» Work request
Look through the records below, and whenever a line contains "buffer", copy it.
------
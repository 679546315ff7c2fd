// Non-blocking transport contract driven by the transport loop.
//
// A transport moves raw payload bytes between peers of a channel. Addressing
// (channel, peer, tag) travels in the transport's own envelope; the payload is
// never inspected.

use std::fmt;
use std::time::Duration;
use thiserror::Error;

pub mod local;
pub mod shm;

pub use local::{LocalEndpoint, LocalFabric};
pub use shm::layout::SLOT_PAYLOAD;
pub use shm::{ShmOptions, ShmTransport};

/// Opaque handle to a logical group of peers (a communicator).
#[derive(Copy, Clone, Debug, PartialEq, Eq, Hash, PartialOrd, Ord)]
pub struct Channel(pub u32);

/// Addressable endpoint within a channel (a rank).
#[derive(Copy, Clone, Debug, PartialEq, Eq, Hash, PartialOrd, Ord)]
pub struct Peer(pub u32);

/// Application-defined sub-classification of messages on a channel/peer pair.
pub type Tag = i32;

impl fmt::Display for Channel {
    fn fmt(&self, f: &mut fmt::Formatter<'_>) -> fmt::Result {
        write!(f, "channel {}", self.0)
    }
}

impl fmt::Display for Peer {
    fn fmt(&self, f: &mut fmt::Formatter<'_>) -> fmt::Result {
        write!(f, "peer {}", self.0)
    }
}

/// Handle to an in-flight send or receive issued to a transport.
#[derive(Copy, Clone, Debug, PartialEq, Eq, Hash)]
pub struct RequestHandle(u64);

impl RequestHandle {
    pub fn new(id: u64) -> Self {
        Self(id)
    }

    pub fn id(&self) -> u64 {
        self.0
    }
}

/// What a probe reports about a waiting payload: where it came from and how
/// many bytes the receiver has to allocate.
#[derive(Copy, Clone, Debug, PartialEq, Eq)]
pub struct Envelope {
    pub channel: Channel,
    /// Source peer of the waiting payload.
    pub peer: Peer,
    pub tag: Tag,
    pub len: usize,
}

#[derive(Debug, Error)]
pub enum TransportError {
    #[error("unknown {0}")]
    UnknownChannel(Channel),

    #[error("{peer} out of range (channel has {peers} peers)")]
    PeerOutOfRange { peer: Peer, peers: usize },

    #[error("unknown request {0:?}")]
    UnknownRequest(RequestHandle),

    #[error("no probed message matches {0:?}")]
    NoMatchingMessage(Envelope),

    #[error("receive buffer holds {buffer} bytes, payload has {payload}")]
    BufferSizeMismatch { buffer: usize, payload: usize },

    #[error("payload of {size} bytes exceeds transport limit of {max}")]
    MessageTooLarge { size: usize, max: usize },

    #[error("{0} is already connected")]
    PeerInUse(Peer),

    #[error("shared memory region mismatch: {0}")]
    RegionMismatch(String),

    #[error(transparent)]
    Io(#[from] std::io::Error),
}

/// Non-blocking transport driven by a single transport loop.
///
/// Every operation returns promptly; the only call allowed to suspend is
/// [`Transport::wait_for_progress`], and only up to its timeout. Errors are
/// treated as fatal by the caller.
pub trait Transport: Send + Sync + fmt::Debug {
    /// Whether the underlying transport has been brought up by the host.
    fn is_ready(&self) -> bool;

    /// Claims the endpoint for one message layer. Returns `false` when it is
    /// already claimed.
    fn attach(&self) -> bool;

    /// Releases a claim taken by [`Transport::attach`].
    fn detach(&self);

    /// This endpoint's own peer id on `channel`.
    fn rank(&self, channel: Channel) -> Result<Peer, TransportError>;

    /// Number of peers on `channel`; valid peer ids are `0..peer_count`.
    fn peer_count(&self, channel: Channel) -> Result<usize, TransportError>;

    /// Largest payload the transport can carry, if bounded.
    fn max_message_size(&self) -> Option<usize> {
        None
    }

    /// Starts sending `payload` to `peer` on `channel`.
    fn isend(
        &self,
        channel: Channel,
        peer: Peer,
        tag: Tag,
        payload: &[u8],
    ) -> Result<RequestHandle, TransportError>;

    /// Reports the next payload waiting on `channel`, without consuming it.
    fn iprobe(&self, channel: Channel) -> Result<Option<Envelope>, TransportError>;

    /// Starts receiving the payload described by a preceding probe.
    fn irecv(&self, envelope: &Envelope) -> Result<RequestHandle, TransportError>;

    /// Returns `true` once the send no longer needs the caller's buffer. A
    /// completed request handle is retired and must not be tested again.
    fn test_send(&self, request: RequestHandle) -> Result<bool, TransportError>;

    /// Returns `true` once the payload has been copied into `buffer`, which
    /// must be exactly the probed length. A completed handle is retired.
    fn test_recv(&self, request: RequestHandle, buffer: &mut [u8])
        -> Result<bool, TransportError>;

    /// Suspends until something may have arrived for this endpoint, or until
    /// `timeout` passes.
    fn wait_for_progress(&self, timeout: Duration);
}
------
» Exercise result
    #[error("receive buffer holds {buffer} bytes, payload has {payload}")]
    BufferSizeMismatch { buffer: usize, payload: usize },
    /// Returns `true` once the send no longer needs the caller's buffer. A
    /// Returns `true` once the payload has been copied into `buffer`, which
    fn test_recv(&self, request: RequestHandle, buffer: &mut [u8])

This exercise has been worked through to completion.